*** Data extracts

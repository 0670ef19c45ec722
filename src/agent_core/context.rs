//! Context Manager — snapshot of database shape for prompt grounding.
//!
//! The snapshot is replaced wholesale on every refresh and handed out by
//! value. Refreshing is the caller's job; `should_update_context` only says
//! when it is due.

use chrono::Utc;
use parking_lot::RwLock;

use super::tokens::{estimate_tokens, truncate_utf8};
use super::types::DatabaseContext;
use crate::config::ContextConfig;
use crate::storage::DatabaseStats;

/// Prefixes listed in the summary.
const SUMMARY_PREFIX_LIMIT: usize = 5;

pub struct ContextManager {
    config: ContextConfig,
    context: RwLock<DatabaseContext>,
}

impl ContextManager {
    pub fn new(config: ContextConfig) -> Self {
        Self {
            config,
            context: RwLock::new(DatabaseContext::default()),
        }
    }

    /// Copy of the current snapshot.
    pub fn get_context(&self) -> DatabaseContext {
        self.context.read().clone()
    }

    /// Replace the snapshot from fresh statistics.
    pub fn update_database_stats(&self, stats: &DatabaseStats) {
        let mut snapshot = DatabaseContext {
            column_families: stats.column_families.iter().map(|cf| cf.name.clone()).collect(),
            total_keys: stats.total_key_count,
            total_size: stats.total_size,
            last_updated: Some(Utc::now()),
            ..DatabaseContext::default()
        };

        for cf in &stats.column_families {
            for (data_type, count) in &cf.data_type_distribution {
                *snapshot
                    .data_type_stats
                    .entry(data_type.as_str().to_string())
                    .or_insert(0) += count;
            }
            snapshot.key_prefixes.extend(cf.common_prefixes.keys().cloned());
        }

        tracing::debug!(
            column_families = snapshot.column_families.len(),
            total_keys = snapshot.total_keys,
            "database context refreshed"
        );
        *self.context.write() = snapshot;
    }

    /// True when auto-discovery is on and the snapshot is missing or stale.
    pub fn should_update_context(&self) -> bool {
        if !self.config.enable_auto_discovery {
            return false;
        }
        match self.context.read().last_updated {
            None => true,
            Some(at) => {
                let elapsed = (Utc::now() - at).to_std().unwrap_or_default();
                elapsed > self.config_interval()
            }
        }
    }

    fn config_interval(&self) -> std::time::Duration {
        std::time::Duration::from_secs(self.config.update_interval_secs)
    }

    /// Short text block for prompts, capped at `max_context_size` tokens.
    pub fn context_summary(&self) -> String {
        let ctx = self.get_context();
        let mut summary = String::from("Database Context:\n");
        summary.push_str(&format!(
            "- Column Families: {} ({})\n",
            ctx.column_families.len(),
            ctx.column_families.join(", ")
        ));
        summary.push_str(&format!("- Total Keys: {}\n", ctx.total_keys));
        summary.push_str(&format!("- Total Size: {} bytes\n", ctx.total_size));
        if let Some(at) = ctx.last_updated {
            summary.push_str(&format!("- Last Updated: {}\n", at.to_rfc3339()));
        }
        if !ctx.key_prefixes.is_empty() {
            let shown: Vec<&str> = ctx
                .key_prefixes
                .iter()
                .take(SUMMARY_PREFIX_LIMIT)
                .map(String::as_str)
                .collect();
            summary.push_str(&format!("- Common Key Prefixes: {}\n", shown.join(", ")));
        }
        if !ctx.data_type_stats.is_empty() {
            summary.push_str("- Data Type Distribution:\n");
            for (data_type, count) in &ctx.data_type_stats {
                summary.push_str(&format!("  - {data_type}: {count}\n"));
            }
        }

        let max_tokens = self.config.max_context_size;
        if estimate_tokens(&summary) > max_tokens {
            // 3 bytes per token keeps the estimate under the cap.
            let cut = truncate_utf8(&summary, max_tokens as usize * 3).to_string();
            return cut;
        }
        summary
    }

    #[cfg(test)]
    pub(crate) fn backdate(&self, by: chrono::Duration) {
        let mut ctx = self.context.write();
        ctx.last_updated = ctx.last_updated.map(|t| t - by);
    }
}

// ─── Tests ──────────────────────────────────────────────────────────────────

#[cfg(test)]
mod tests {
    use super::*;
    use crate::storage::{CfStats, DataType};

    fn cf(name: &str, json: u64, prefixes: &[&str]) -> CfStats {
        let mut stats = CfStats {
            name: name.into(),
            key_count: json,
            ..CfStats::default()
        };
        stats.data_type_distribution.insert(DataType::Json, json);
        for p in prefixes {
            stats.common_prefixes.insert(p.to_string(), 1);
        }
        stats
    }

    fn config() -> ContextConfig {
        ContextConfig {
            enable_auto_discovery: true,
            update_interval_secs: 300,
            max_context_size: 4096,
        }
    }

    #[test]
    fn test_data_types_summed_across_column_families() {
        let manager = ContextManager::new(config());
        let stats = DatabaseStats {
            column_families: vec![cf("users", 3, &["user:"]), cf("orders", 4, &["order:", "tmp:"])],
            total_key_count: 7,
            total_size: 100,
            column_family_count: 2,
            last_updated: Utc::now(),
        };
        manager.update_database_stats(&stats);

        let ctx = manager.get_context();
        assert_eq!(ctx.data_type_stats.get("json"), Some(&7));
        assert_eq!(ctx.column_families, vec!["users", "orders"]);
        assert_eq!(ctx.total_keys, 7);
        let mut prefixes = ctx.key_prefixes.clone();
        prefixes.sort();
        assert_eq!(prefixes, vec!["order:", "tmp:", "user:"]);
    }

    #[test]
    fn test_empty_stats_yield_empty_snapshot() {
        let manager = ContextManager::new(config());
        manager.update_database_stats(&DatabaseStats::default());
        let ctx = manager.get_context();
        assert!(ctx.column_families.is_empty());
        assert!(ctx.data_type_stats.is_empty());
        assert!(ctx.key_prefixes.is_empty());
        assert!(ctx.last_updated.is_some());
    }

    #[test]
    fn test_refresh_replaces_rather_than_merges() {
        let manager = ContextManager::new(config());
        manager.update_database_stats(&DatabaseStats {
            column_families: vec![cf("a", 1, &["x:"])],
            ..DatabaseStats::default()
        });
        manager.update_database_stats(&DatabaseStats {
            column_families: vec![cf("b", 2, &[])],
            ..DatabaseStats::default()
        });
        let ctx = manager.get_context();
        assert_eq!(ctx.column_families, vec!["b"]);
        assert!(ctx.key_prefixes.is_empty());
        assert_eq!(ctx.data_type_stats.get("json"), Some(&2));
    }

    #[test]
    fn test_should_update_context() {
        let manager = ContextManager::new(config());
        assert!(manager.should_update_context());

        manager.update_database_stats(&DatabaseStats::default());
        assert!(!manager.should_update_context());

        manager.backdate(chrono::Duration::seconds(301));
        assert!(manager.should_update_context());

        let disabled = ContextManager::new(ContextConfig {
            enable_auto_discovery: false,
            ..config()
        });
        assert!(!disabled.should_update_context());
    }

    #[test]
    fn test_summary_lists_at_most_five_prefixes() {
        let manager = ContextManager::new(config());
        let prefixes = ["a:", "b:", "c:", "d:", "e:", "f:", "g:"];
        manager.update_database_stats(&DatabaseStats {
            column_families: vec![cf("default", 7, &prefixes)],
            total_key_count: 7,
            ..DatabaseStats::default()
        });
        let summary = manager.context_summary();
        assert!(summary.contains("- Column Families: 1 (default)"));
        assert!(summary.contains("- Common Key Prefixes: a:, b:, c:, d:, e:\n"));
        assert!(summary.contains("  - json: 7"));
    }

    #[test]
    fn test_summary_capped_by_token_budget() {
        let manager = ContextManager::new(ContextConfig {
            max_context_size: 10,
            ..config()
        });
        let names: Vec<CfStats> = (0..50).map(|i| cf(&format!("family_{i}"), 1, &[])).collect();
        manager.update_database_stats(&DatabaseStats {
            column_families: names,
            ..DatabaseStats::default()
        });
        let summary = manager.context_summary();
        assert!(estimate_tokens(&summary) <= 10);
    }
}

******

• [Aim of the exercise] Output the entire set of records exactly as shown.

• [Response below]
repository 0670ef19c45ec722
filename src/agent_core/context.rs
//! Context Manager — snapshot of database shape for prompt grounding.
//!
//! The snapshot is replaced wholesale on every refresh and handed out by
//! value. Refreshing is the caller's job; `should_update_context` only says
//! when it is due.

use chrono::Utc;
use parking_lot::RwLock;

use super::tokens::{estimate_tokens, truncate_utf8};
use super::types::DatabaseContext;
use crate::config::ContextConfig;
use crate::storage::DatabaseStats;

/// Prefixes listed in the summary.
const SUMMARY_PREFIX_LIMIT: usize = 5;

pub struct ContextManager {
    config: ContextConfig,
    context: RwLock<DatabaseContext>,
}

impl ContextManager {
    pub fn new(config: ContextConfig) -> Self {
        Self {
            config,
            context: RwLock::new(DatabaseContext::default()),
        }
    }

    /// Copy of the current snapshot.
    pub fn get_context(&self) -> DatabaseContext {
        self.context.read().clone()
    }

    /// Replace the snapshot from fresh statistics.
    pub fn update_database_stats(&self, stats: &DatabaseStats) {
        let mut snapshot = DatabaseContext {
            column_families: stats.column_families.iter().map(|cf| cf.name.clone()).collect(),
            total_keys: stats.total_key_count,
            total_size: stats.total_size,
            last_updated: Some(Utc::now()),
            ..DatabaseContext::default()
        };

        for cf in &stats.column_families {
            for (data_type, count) in &cf.data_type_distribution {
                *snapshot
                    .data_type_stats
                    .entry(data_type.as_str().to_string())
                    .or_insert(0) += count;
            }
            snapshot.key_prefixes.extend(cf.common_prefixes.keys().cloned());
        }

        tracing::debug!(
            column_families = snapshot.column_families.len(),
            total_keys = snapshot.total_keys,
            "database context refreshed"
        );
        *self.context.write() = snapshot;
    }

    /// True when auto-discovery is on and the snapshot is missing or stale.
    pub fn should_update_context(&self) -> bool {
        if !self.config.enable_auto_discovery {
            return false;
        }
        match self.context.read().last_updated {
            None => true,
            Some(at) => {
                let elapsed = (Utc::now() - at).to_std().unwrap_or_default();
                elapsed > self.config_interval()
            }
        }
    }

    fn config_interval(&self) -> std::time::Duration {
        std::time::Duration::from_secs(self.config.update_interval_secs)
    }

    /// Short text block for prompts, capped at `max_context_size` tokens.
    pub fn context_summary(&self) -> String {
        let ctx = self.get_context();
        let mut summary = String::from("Database Context:\n");
        summary.push_str(&format!(
            "- Column Families: {} ({})\n",
            ctx.column_families.len(),
            ctx.column_families.join(", ")
        ));
        summary.push_str(&format!("- Total Keys: {}\n", ctx.total_keys));
        summary.push_str(&format!("- Total Size: {} bytes\n", ctx.total_size));
        if let Some(at) = ctx.last_updated {
            summary.push_str(&format!("- Last Updated: {}\n", at.to_rfc3339()));
        }
        if !ctx.key_prefixes.is_empty() {
            let shown: Vec<&str> = ctx
                .key_prefixes
                .iter()
                .take(SUMMARY_PREFIX_LIMIT)
                .map(String::as_str)
                .collect();
            summary.push_str(&format!("- Common Key Prefixes: {}\n", shown.join(", ")));
        }
        if !ctx.data_type_stats.is_empty() {
            summary.push_str("- Data Type Distribution:\n");
            for (data_type, count) in &ctx.data_type_stats {
                summary.push_str(&format!("  - {data_type}: {count}\n"));
            }
        }

        let max_tokens = self.config.max_context_size;
        if estimate_tokens(&summary) > max_tokens {
            // 3 bytes per token keeps the estimate under the cap.
            let cut = truncate_utf8(&summary, max_tokens as usize * 3).to_string();
            return cut;
        }
        summary
    }

    #[cfg(test)]
    pub(crate) fn backdate(&self, by: chrono::Duration) {
        let mut ctx = self.context.write();
        ctx.last_updated = ctx.last_updated.map(|t| t - by);
    }
}

// ─── Tests ──────────────────────────────────────────────────────────────────

#[cfg(test)]
mod tests {
    use super::*;
    use crate::storage::{CfStats, DataType};

    fn cf(name: &str, json: u64, prefixes: &[&str]) -> CfStats {
        let mut stats = CfStats {
            name: name.into(),
            key_count: json,
            ..CfStats::default()
        };
        stats.data_type_distribution.insert(DataType::Json, json);
        for p in prefixes {
            stats.common_prefixes.insert(p.to_string(), 1);
        }
        stats
    }

    fn config() -> ContextConfig {
        ContextConfig {
            enable_auto_discovery: true,
            update_interval_secs: 300,
            max_context_size: 4096,
        }
    }

    #[test]
    fn test_data_types_summed_across_column_families() {
        let manager = ContextManager::new(config());
        let stats = DatabaseStats {
            column_families: vec![cf("users", 3, &["user:"]), cf("orders", 4, &["order:", "tmp:"])],
            total_key_count: 7,
            total_size: 100,
            column_family_count: 2,
            last_updated: Utc::now(),
        };
        manager.update_database_stats(&stats);

        let ctx = manager.get_context();
        assert_eq!(ctx.data_type_stats.get("json"), Some(&7));
        assert_eq!(ctx.column_families, vec!["users", "orders"]);
        assert_eq!(ctx.total_keys, 7);
        let mut prefixes = ctx.key_prefixes.clone();
        prefixes.sort();
        assert_eq!(prefixes, vec!["order:", "tmp:", "user:"]);
    }

    #[test]
    fn test_empty_stats_yield_empty_snapshot() {
        let manager = ContextManager::new(config());
        manager.update_database_stats(&DatabaseStats::default());
        let ctx = manager.get_context();
        assert!(ctx.column_families.is_empty());
        assert!(ctx.data_type_stats.is_empty());
        assert!(ctx.key_prefixes.is_empty());
        assert!(ctx.last_updated.is_some());
    }

    #[test]
    fn test_refresh_replaces_rather_than_merges() {
        let manager = ContextManager::new(config());
        manager.update_database_stats(&DatabaseStats {
            column_families: vec![cf("a", 1, &["x:"])],
            ..DatabaseStats::default()
        });
        manager.update_database_stats(&DatabaseStats {
            column_families: vec![cf("b", 2, &[])],
            ..DatabaseStats::default()
        });
        let ctx = manager.get_context();
        assert_eq!(ctx.column_families, vec!["b"]);
        assert!(ctx.key_prefixes.is_empty());
        assert_eq!(ctx.data_type_stats.get("json"), Some(&2));
    }

    #[test]
    fn test_should_update_context() {
        let manager = ContextManager::new(config());
        assert!(manager.should_update_context());

        manager.update_database_stats(&DatabaseStats::default());
        assert!(!manager.should_update_context());

        manager.backdate(chrono::Duration::seconds(301));
        assert!(manager.should_update_context());

        let disabled = ContextManager::new(ContextConfig {
            enable_auto_discovery: false,
            ..config()
        });
        assert!(!disabled.should_update_context());
    }

    #[test]
    fn test_summary_lists_at_most_five_prefixes() {
        let manager = ContextManager::new(config());
        let prefixes = ["a:", "b:", "c:", "d:", "e:", "f:", "g:"];
        manager.update_database_stats(&DatabaseStats {
            column_families: vec![cf("default", 7, &prefixes)],
            total_key_count: 7,
            ..DatabaseStats::default()
        });
        let summary = manager.context_summary();
        assert!(summary.contains("- Column Families: 1 (default)"));
        assert!(summary.contains("- Common Key Prefixes: a:, b:, c:, d:, e:\n"));
        assert!(summary.contains("  - json: 7"));
    }

    #[test]
    fn test_summary_capped_by_token_budget() {
        let manager = ContextManager::new(ContextConfig {
            max_context_size: 10,
            ..config()
        });
        let names: Vec<CfStats> = (0..50).map(|i| cf(&format!("family_{i}"), 1, &[])).collect();
        manager.update_database_stats(&DatabaseStats {
            column_families: names,
            ..DatabaseStats::default()
        });
        let summary = manager.context_summary();
        assert!(estimate_tokens(&summary) <= 10);
    }
}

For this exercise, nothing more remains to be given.